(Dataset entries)
____________
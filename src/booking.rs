//! Booking Flow Manager: role-gated booking transitions and per-booking
//! status subscriptions.

use serde::{Deserialize, Serialize};
use std::collections::HashMap;
use std::fmt;
use std::sync::atomic::{AtomicBool, AtomicU64, Ordering};
use std::sync::{Arc, Mutex, MutexGuard, PoisonError, Weak};
use std::time::Duration;
use thiserror::Error;
use tokio::sync::{watch, RwLock};
use tokio::task::JoinHandle;
use tracing::{debug, error, info, instrument, warn};

use crate::capabilities::Delivery;
use crate::event::{NotificationEvent, NotificationType};
use crate::model::{Booking, BookingHistoryEntry, BookingId, BookingStatus, Role};
use crate::retry::{retry_with_backoff, RetryConfigError, RetryPolicy};
use crate::transport::{BookingResponseKind, BookingTransport, TransportError};
use crate::{duration_ms, AppError, ErrorKind, BOOKING_POLL_INTERVAL, MAX_POLL_INTERVAL};

pub const DEFAULT_REJECTION_REASON: &str = "Rejected by caregiver";

// ============================================================================
// Transitions
// ============================================================================

#[derive(Debug, Clone, Copy, PartialEq, Eq, Hash, Serialize, Deserialize)]
#[serde(rename_all = "snake_case")]
pub enum BookingAction {
    Request,
    Accept,
    Reject,
    Confirm,
    Start,
    Complete,
    Cancel,
}

impl BookingAction {
    pub const ALL: [Self; 7] = [
        Self::Request,
        Self::Accept,
        Self::Reject,
        Self::Confirm,
        Self::Start,
        Self::Complete,
        Self::Cancel,
    ];

    /// Status the booking lands in. A rejection is recorded as a cancellation.
    #[must_use]
    pub const fn target(self) -> BookingStatus {
        match self {
            Self::Request => BookingStatus::Requested,
            Self::Accept => BookingStatus::Accepted,
            Self::Confirm => BookingStatus::Confirmed,
            Self::Start => BookingStatus::InProgress,
            Self::Complete => BookingStatus::Completed,
            Self::Reject | Self::Cancel => BookingStatus::Cancelled,
        }
    }

    #[must_use]
    pub const fn as_str(self) -> &'static str {
        match self {
            Self::Request => "request",
            Self::Accept => "accept",
            Self::Reject => "reject",
            Self::Confirm => "confirm",
            Self::Start => "start",
            Self::Complete => "complete",
            Self::Cancel => "cancel",
        }
    }
}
____________
## What you are asked to do:
All of the entries should be written out again exactly.

## Completed exercise:
filename src/booking.rs
//! Booking Flow Manager: role-gated booking transitions and per-booking
//! status subscriptions.

use serde::{Deserialize, Serialize};
use std::collections::HashMap;
use std::fmt;
use std::sync::atomic::{AtomicBool, AtomicU64, Ordering};
use std::sync::{Arc, Mutex, MutexGuard, PoisonError, Weak};
use std::time::Duration;
use thiserror::Error;
use tokio::sync::{watch, RwLock};
use tokio::task::JoinHandle;
use tracing::{debug, error, info, instrument, warn};

use crate::capabilities::Delivery;
use crate::event::{NotificationEvent, NotificationType};
use crate::model::{Booking, BookingHistoryEntry, BookingId, BookingStatus, Role};
use crate::retry::{retry_with_backoff, RetryConfigError, RetryPolicy};
use crate::transport::{BookingResponseKind, BookingTransport, TransportError};
use crate::{duration_ms, AppError, ErrorKind, BOOKING_POLL_INTERVAL, MAX_POLL_INTERVAL};

pub const DEFAULT_REJECTION_REASON: &str = "Rejected by caregiver";

// ============================================================================
// Transitions
// ============================================================================

#[derive(Debug, Clone, Copy, PartialEq, Eq, Hash, Serialize, Deserialize)]
#[serde(rename_all = "snake_case")]
pub enum BookingAction {
    Request,
    Accept,
    Reject,
    Confirm,
    Start,
    Complete,
    Cancel,
}

impl BookingAction {
    pub const ALL: [Self; 7] = [
        Self::Request,
        Self::Accept,
        Self::Reject,
        Self::Confirm,
        Self::Start,
        Self::Complete,
        Self::Cancel,
    ];

    /// Status the booking lands in. A rejection is recorded as a cancellation.
    #[must_use]
    pub const fn target(self) -> BookingStatus {
        match self {
            Self::Request => BookingStatus::Requested,
            Self::Accept => BookingStatus::Accepted,
            Self::Confirm => BookingStatus::Confirmed,
            Self::Start => BookingStatus::InProgress,
            Self::Complete => BookingStatus::Completed,
            Self::Reject | Self::Cancel => BookingStatus::Cancelled,
        }
    }

    #[must_use]
    pub const fn as_str(self) -> &'static str {
        match self {
            Self::Request => "request",
            Self::Accept => "accept",
            Self::Reject => "reject",
            Self::Confirm => "confirm",
            Self::Start => "start",
            Self::Complete => "complete",
            Self::Cancel => "cancel",
        }
    }
}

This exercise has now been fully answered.